Важно отметить также, что Анненков подошел к изучению психологии Пушкина концептуально: доказывая факт противоречия между реальной жизнью поэта и его творчеством, он в качестве причины, порождавшей это противоречие, называл своеобразие пушкинской психики. Указывая на болезненный характер ее в кишиневский период, исследователь не слишком доказательно, правда, писал о наличии у Пушкина «симптомов какой-то душевной болезни». Это не получившее развития в книге исследователя положение, тем не менее, дало впоследствии психиатрам обильную пищу для размышлений. В целом же надо признать, что изучение Анненковым психологии личности Пушкина было фрагментарным и непрофессиональным.
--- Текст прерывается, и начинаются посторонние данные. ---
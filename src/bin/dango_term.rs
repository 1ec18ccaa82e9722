//! Interactive terminal session
//!
//! Runs a shell inside the emulator while relaying raw bytes to the
//! hosting terminal. The grid is maintained from everything the child
//! writes, so the emulator state always matches what the host shows.
//! One poll(2) watches stdin and the PTY master; whichever is ready is
//! drained fully before the next wait.

use std::io::{self, Read, Write};
use std::os::fd::BorrowedFd;
use std::os::unix::io::AsRawFd;
use std::process::ExitCode;
use std::sync::atomic::{AtomicBool, Ordering};

use nix::poll::{poll, PollFd, PollFlags};
use nix::sys::signal::{self, SigHandler, Signal};
use nix::sys::termios::{self, LocalFlags, SetArg, SpecialCharacterIndices, Termios};

use tracing::{debug, error, info};
use tracing_subscriber::{layer::SubscriberExt, util::SubscriberInitExt, EnvFilter};

use dango_terminal::config::Config;
use dango_terminal::pty::{query_window_size, Pty, WindowSize, DEFAULT_TERM};
use dango_terminal::Terminal;

/// Set by the SIGWINCH handler, drained by the session loop
static WINDOW_RESIZED: AtomicBool = AtomicBool::new(false);

extern "C" fn handle_sigwinch(_: i32) {
    WINDOW_RESIZED.store(true, Ordering::SeqCst);
}

fn main() -> ExitCode {
    tracing_subscriber::registry()
        .with(EnvFilter::try_from_default_env().unwrap_or_else(|_| EnvFilter::new("warn")))
        .with(tracing_subscriber::fmt::layer().with_writer(io::stderr))
        .init();

    match run() {
        Ok(code) => {
            if code == 0 {
                ExitCode::SUCCESS
            } else {
                ExitCode::from(code.clamp(0, 255) as u8)
            }
        }
        Err(e) => {
            error!(error = %e, "session failed");
            ExitCode::FAILURE
        }
    }
}

fn run() -> io::Result<i32> {
    let config = Config::load_or_default();
    info!(rows = config.rows, cols = config.cols, "starting session");

    let size = WindowSize::from_grid(config.rows, config.cols);
    let shell = config
        .shell
        .clone()
        .or_else(|| std::env::var("SHELL").ok())
        .unwrap_or_else(|| "/bin/sh".to_string());
    let term_name = if config.term.is_empty() {
        DEFAULT_TERM
    } else {
        &config.term
    };
    let mut pty = Pty::spawn(&shell, &[], size, term_name).map_err(io::Error::other)?;

    let mut terminal = Terminal::new(config.rows, config.cols);

    let _raw = RawModeGuard::new()?;

    // SAFETY: the handler only stores to an atomic
    let action = signal::SigAction::new(
        SigHandler::Handler(handle_sigwinch),
        signal::SaFlags::SA_RESTART,
        signal::SigSet::empty(),
    );
    unsafe { signal::sigaction(Signal::SIGWINCH, &action) }.map_err(io::Error::other)?;

    let stdin = io::stdin();
    let mut stdout = io::stdout();
    let mut stdin_buf = [0u8; 4096];
    let mut pty_buf = [0u8; 65536];

    loop {
        if WINDOW_RESIZED.swap(false, Ordering::SeqCst) {
            // Forward the host size to the child; the grid keeps its
            // configured dimensions
            if let Ok(host) = query_window_size(stdout.as_raw_fd()) {
                debug!(rows = host.rows, cols = host.cols, "forwarding window size");
                let _ = pty.resize(host);
            }
        }

        // SAFETY: both fds outlive the poll call
        let stdin_fd = unsafe { BorrowedFd::borrow_raw(stdin.as_raw_fd()) };
        let master_fd = unsafe { BorrowedFd::borrow_raw(pty.master_fd()) };
        let mut fds = [
            PollFd::new(&stdin_fd, PollFlags::POLLIN),
            PollFd::new(&master_fd, PollFlags::POLLIN),
        ];

        match poll(&mut fds, 100) {
            Ok(_) => {}
            // A signal (SIGWINCH, typically) interrupted the wait
            Err(nix::errno::Errno::EINTR) => continue,
            Err(e) => return Err(io::Error::other(e)),
        }

        let stdin_ready = fds[0]
            .revents()
            .is_some_and(|r| r.intersects(PollFlags::POLLIN));
        let pty_ready = fds[1]
            .revents()
            .is_some_and(|r| r.intersects(PollFlags::POLLIN | PollFlags::POLLHUP));

        if stdin_ready {
            let n = stdin.lock().read(&mut stdin_buf)?;
            if n == 0 {
                break;
            }
            pty.write_all(&stdin_buf[..n]).map_err(io::Error::other)?;
        }

        if pty_ready {
            // Drain fully: the master is non-blocking, so read until it
            // reports empty
            let mut drained_any = false;
            loop {
                match pty.read(&mut pty_buf) {
                    Ok(0) => break,
                    Ok(n) => {
                        terminal.process(&pty_buf[..n]);
                        stdout.write_all(&pty_buf[..n])?;
                        stdout.flush()?;
                        drained_any = true;
                    }
                    Err(e) => {
                        debug!(error = %e, "master read failed, child likely gone");
                        break;
                    }
                }
            }
            if terminal.take_bell() {
                stdout.write_all(b"\x07")?;
                stdout.flush()?;
            }
            // A wakeup with nothing left to read means the child hung up
            if !drained_any && !pty.is_alive() {
                break;
            }
        } else if !pty.is_alive() {
            break;
        }
    }

    let code = pty.wait().unwrap_or(0);
    info!(code, "child exited");
    Ok(code)
}

/// Puts stdin into raw mode for the lifetime of the value
struct RawModeGuard {
    original: Termios,
}

impl RawModeGuard {
    fn new() -> io::Result<Self> {
        let original = termios::tcgetattr(io::stdin()).map_err(io::Error::other)?;

        let mut raw = original.clone();
        raw.local_flags.remove(
            LocalFlags::ICANON | LocalFlags::ECHO | LocalFlags::ISIG | LocalFlags::IEXTEN,
        );
        raw.control_chars[SpecialCharacterIndices::VMIN as usize] = 1;
        raw.control_chars[SpecialCharacterIndices::VTIME as usize] = 0;

        termios::tcsetattr(io::stdin(), SetArg::TCSANOW, &raw).map_err(io::Error::other)?;
        Ok(Self { original })
    }
}

impl Drop for RawModeGuard {
    fn drop(&mut self) {
        let _ = termios::tcsetattr(io::stdin(), SetArg::TCSANOW, &self.original);
    }
}
//! Decoded terminal events
//!
//! Semantic operations produced by the decoder. Escape sequences are
//! classified here, at decode time, so the interpreter dispatches on one
//! closed enum instead of re-inspecting raw final bytes and parameters.

use serde::{Deserialize, Serialize};

use crate::core::{Color, EraseMode};

/// One decoded event
#[derive(Debug, Clone, PartialEq, Eq, Serialize, Deserialize)]
pub enum Action {
    /// Print a character at the cursor
    Print(char),

    /// Execute a C0 control character
    Control(ControlCode),

    /// Execute a control sequence
    Csi(ControlFunction),
}

/// C0 control characters with grid-visible effects
///
/// Controls outside this set are dropped by the decoder. Horizontal tab
/// never appears here either: the decoder expands it to literal space
/// prints.
#[derive(Debug, Clone, Copy, PartialEq, Eq, Serialize, Deserialize)]
pub enum ControlCode {
    /// BEL - audible bell
    Bell,
    /// BS - move cursor left one column (DEL is routed here too)
    Backspace,
    /// LF - advance one row, column to 0
    LineFeed,
    /// CR - column to 0
    CarriageReturn,
}

/// A classified CSI control sequence
#[derive(Debug, Clone, PartialEq, Eq, Serialize, Deserialize)]
pub enum ControlFunction {
    /// CUU - cursor up by count
    CursorUp(u16),
    /// CUD - cursor down by count
    CursorDown(u16),
    /// CUF - cursor forward by count
    CursorForward(u16),
    /// CUB - cursor back by count
    CursorBack(u16),
    /// CUP/HVP - absolute position, 1-based as sent on the wire
    CursorPosition { row: u16, col: u16 },
    /// Save cursor position into the one-slot register
    SaveCursor,
    /// Restore cursor position from the one-slot register
    RestoreCursor,
    /// ED - erase a span of the display relative to the cursor
    EraseInDisplay(EraseMode),
    /// EL - erase a span of the cursor row
    EraseInLine(EraseMode),
    /// SGR - apply graphic rendition attributes in order
    SelectGraphicRendition(Vec<SgrAttribute>),
    /// Recognized sequence shape with an unknown final byte or parameter;
    /// consumed as a no-op
    Unsupported(u8),
}

/// One SGR attribute, already resolved to its effect on the brush
#[derive(Debug, Clone, Copy, PartialEq, Eq, Serialize, Deserialize)]
pub enum SgrAttribute {
    /// Code 0 - default colors, bold off
    Reset,
    /// Code 1
    Bold,
    /// Code 22
    CancelBold,
    /// Codes 30-37, 90-97, 38;5;N, 39
    Foreground(Color),
    /// Codes 40-47, 100-107, 48;5;N, 49
    Background(Color),
}

impl ControlFunction {
    /// Classify a completed CSI sequence from its accumulated parameters
    /// and final byte. Missing or zero count parameters become 1; erase
    /// selectors default to 0.
    pub fn from_csi(params: &[u16], final_byte: u8) -> Self {
        match final_byte {
            b'A' => ControlFunction::CursorUp(param_or(params, 0, 1)),
            b'B' => ControlFunction::CursorDown(param_or(params, 0, 1)),
            b'C' => ControlFunction::CursorForward(param_or(params, 0, 1)),
            b'D' => ControlFunction::CursorBack(param_or(params, 0, 1)),
            b'H' | b'f' => ControlFunction::CursorPosition {
                row: param_or(params, 0, 1),
                col: param_or(params, 1, 1),
            },
            b's' => ControlFunction::SaveCursor,
            b'u' => ControlFunction::RestoreCursor,
            b'J' => match param_at(params, 0) {
                0 => ControlFunction::EraseInDisplay(EraseMode::ToEnd),
                1 => ControlFunction::EraseInDisplay(EraseMode::ToStart),
                // 3 (erase with scrollback) folds into 2: there is no
                // scrollback here
                2 | 3 => ControlFunction::EraseInDisplay(EraseMode::All),
                _ => ControlFunction::Unsupported(b'J'),
            },
            b'K' => match param_at(params, 0) {
                0 => ControlFunction::EraseInLine(EraseMode::ToEnd),
                1 => ControlFunction::EraseInLine(EraseMode::ToStart),
                2 => ControlFunction::EraseInLine(EraseMode::All),
                _ => ControlFunction::Unsupported(b'K'),
            },
            b'm' => ControlFunction::SelectGraphicRendition(parse_sgr(params)),
            other => ControlFunction::Unsupported(other),
        }
    }
}

/// Parameter at `index`, with 0 and missing both meaning `default`
fn param_or(params: &[u16], index: usize, default: u16) -> u16 {
    match params.get(index) {
        Some(&0) | None => default,
        Some(&v) => v,
    }
}

/// Parameter at `index`, missing meaning 0
fn param_at(params: &[u16], index: usize) -> u16 {
    params.get(index).copied().unwrap_or(0)
}

/// Resolve an SGR parameter list into attribute events.
///
/// An empty list is equivalent to a single 0. Unknown standalone codes
/// are skipped without aborting the rest of the list; an extended-color
/// selector consumes its whole form even when the form is unsupported,
/// so color components never decode as stray codes.
fn parse_sgr(params: &[u16]) -> Vec<SgrAttribute> {
    if params.is_empty() {
        return vec![SgrAttribute::Reset];
    }

    let mut attrs = Vec::new();
    let mut i = 0;
    while i < params.len() {
        match params[i] {
            0 => attrs.push(SgrAttribute::Reset),
            1 => attrs.push(SgrAttribute::Bold),
            22 => attrs.push(SgrAttribute::CancelBold),
            30..=37 => attrs.push(SgrAttribute::Foreground(Color::Indexed(
                (params[i] - 30) as u8,
            ))),
            39 => attrs.push(SgrAttribute::Foreground(Color::Default)),
            40..=47 => attrs.push(SgrAttribute::Background(Color::Indexed(
                (params[i] - 40) as u8,
            ))),
            49 => attrs.push(SgrAttribute::Background(Color::Default)),
            90..=97 => attrs.push(SgrAttribute::Foreground(Color::Indexed(
                (params[i] - 90 + 8) as u8,
            ))),
            100..=107 => attrs.push(SgrAttribute::Background(Color::Indexed(
                (params[i] - 100 + 8) as u8,
            ))),
            38 | 48 => match params.get(i + 1) {
                // Indexed form selector;5;N
                Some(&5) => match params.get(i + 2) {
                    Some(&n) => {
                        let color = Color::Indexed(n.min(255) as u8);
                        attrs.push(if params[i] == 38 {
                            SgrAttribute::Foreground(color)
                        } else {
                            SgrAttribute::Background(color)
                        });
                        i += 2;
                    }
                    None => {
                        tracing::trace!(selector = params[i], "truncated extended color");
                        i += 1;
                    }
                },
                // Direct-color form selector;2;R;G;B is not supported,
                // but its components must not re-enter the list as
                // standalone codes
                Some(&2) => {
                    tracing::trace!(selector = params[i], "skipping direct-color form");
                    i += 4;
                }
                // Unknown form: the arity is unknowable, so the rest of
                // the list cannot be trusted
                Some(_) => {
                    tracing::trace!(selector = params[i], "unsupported extended color form");
                    break;
                }
                None => {
                    tracing::trace!(selector = params[i], "truncated extended color");
                    i += 1;
                }
            },
            other => tracing::trace!(code = other, "ignoring unknown graphic rendition code"),
        }
        i += 1;
    }
    attrs
}

#[cfg(test)]
mod tests {
    use super::*;

    #[test]
    fn test_count_defaults() {
        assert_eq!(
            ControlFunction::from_csi(&[], b'A'),
            ControlFunction::CursorUp(1)
        );
        assert_eq!(
            ControlFunction::from_csi(&[0], b'B'),
            ControlFunction::CursorDown(1)
        );
        assert_eq!(
            ControlFunction::from_csi(&[7], b'C'),
            ControlFunction::CursorForward(7)
        );
    }

    #[test]
    fn test_cursor_position_defaults() {
        assert_eq!(
            ControlFunction::from_csi(&[], b'H'),
            ControlFunction::CursorPosition { row: 1, col: 1 }
        );
        assert_eq!(
            ControlFunction::from_csi(&[5], b'f'),
            ControlFunction::CursorPosition { row: 5, col: 1 }
        );
        assert_eq!(
            ControlFunction::from_csi(&[0, 12], b'H'),
            ControlFunction::CursorPosition { row: 1, col: 12 }
        );
    }

    #[test]
    fn test_erase_selectors() {
        assert_eq!(
            ControlFunction::from_csi(&[], b'J'),
            ControlFunction::EraseInDisplay(EraseMode::ToEnd)
        );
        assert_eq!(
            ControlFunction::from_csi(&[1], b'J'),
            ControlFunction::EraseInDisplay(EraseMode::ToStart)
        );
        assert_eq!(
            ControlFunction::from_csi(&[2], b'J'),
            ControlFunction::EraseInDisplay(EraseMode::All)
        );
        assert_eq!(
            ControlFunction::from_csi(&[3], b'J'),
            ControlFunction::EraseInDisplay(EraseMode::All)
        );
        assert_eq!(
            ControlFunction::from_csi(&[4], b'J'),
            ControlFunction::Unsupported(b'J')
        );
        assert_eq!(
            ControlFunction::from_csi(&[2], b'K'),
            ControlFunction::EraseInLine(EraseMode::All)
        );
    }

    #[test]
    fn test_unknown_final_byte() {
        assert_eq!(
            ControlFunction::from_csi(&[1, 2], b'Z'),
            ControlFunction::Unsupported(b'Z')
        );
    }

    #[test]
    fn test_sgr_empty_is_reset() {
        assert_eq!(parse_sgr(&[]), vec![SgrAttribute::Reset]);
        assert_eq!(parse_sgr(&[0]), vec![SgrAttribute::Reset]);
    }

    #[test]
    fn test_sgr_basic_colors() {
        assert_eq!(
            parse_sgr(&[31, 42]),
            vec![
                SgrAttribute::Foreground(Color::Indexed(1)),
                SgrAttribute::Background(Color::Indexed(2)),
            ]
        );
        assert_eq!(
            parse_sgr(&[97, 100]),
            vec![
                SgrAttribute::Foreground(Color::Indexed(15)),
                SgrAttribute::Background(Color::Indexed(8)),
            ]
        );
        assert_eq!(
            parse_sgr(&[39, 49]),
            vec![
                SgrAttribute::Foreground(Color::Default),
                SgrAttribute::Background(Color::Default),
            ]
        );
    }

    #[test]
    fn test_sgr_extended_color() {
        assert_eq!(
            parse_sgr(&[38, 5, 196]),
            vec![SgrAttribute::Foreground(Color::Indexed(196))]
        );
        assert_eq!(
            parse_sgr(&[48, 5, 17, 1]),
            vec![
                SgrAttribute::Background(Color::Indexed(17)),
                SgrAttribute::Bold,
            ]
        );
        // Out-of-range index clamps to the palette
        assert_eq!(
            parse_sgr(&[38, 5, 999]),
            vec![SgrAttribute::Foreground(Color::Indexed(255))]
        );
    }

    #[test]
    fn test_sgr_truncated_extended_color() {
        assert_eq!(parse_sgr(&[38, 5]), vec![]);
        assert_eq!(parse_sgr(&[38]), vec![]);
    }

    #[test]
    fn test_sgr_direct_color_form_consumed_whole() {
        // The R;G;B components are not read back as standalone codes
        assert_eq!(parse_sgr(&[38, 2, 0, 0, 0]), vec![]);
        assert_eq!(parse_sgr(&[48, 2, 255, 128, 1]), vec![]);
        // Codes after the skipped form still apply
        assert_eq!(
            parse_sgr(&[38, 2, 10, 20, 30, 1]),
            vec![SgrAttribute::Bold]
        );
        // Truncated form at the end of the list
        assert_eq!(parse_sgr(&[38, 2, 10]), vec![]);
    }

    #[test]
    fn test_sgr_unknown_color_form_ends_list() {
        assert_eq!(parse_sgr(&[38, 7, 31]), vec![]);
        assert_eq!(parse_sgr(&[31, 48, 6, 1]), vec![SgrAttribute::Foreground(Color::Indexed(1))]);
    }

    #[test]
    fn test_sgr_unknown_codes_skipped() {
        assert_eq!(
            parse_sgr(&[4, 31, 7]),
            vec![SgrAttribute::Foreground(Color::Indexed(1))]
        );
    }

    #[test]
    fn test_sgr_bold_lifecycle() {
        assert_eq!(
            parse_sgr(&[1, 22]),
            vec![SgrAttribute::Bold, SgrAttribute::CancelBold]
        );
    }
}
Профессиональные психологи обратились к изучению своеобразия личности Пушкина только в самом конце XIX столетия, движимые желанием объяснить «некоторые черты из жизни» великого поэта, «непонятные биографам-неспециалистам». До 1917 г. таких работ было написано всего лишь три и все они были приурочены к знаменательным пушкинским датам - к 100-летию со дня рождения поэта и к 75-летию со дня его смерти. Мы имеем в виду серию публикаций профессора Д. Н. Анучина, составивших книгу «А. С. Пушкин. Антропологический эскиз» (1899), статью профессора В.Ф. Чижа «Пушкин как идеал душевного здоровья» (1899) и брошюру профессора И. А. Сикорского «Антропологическая и психологическая генеалогия Пушкина» (1912)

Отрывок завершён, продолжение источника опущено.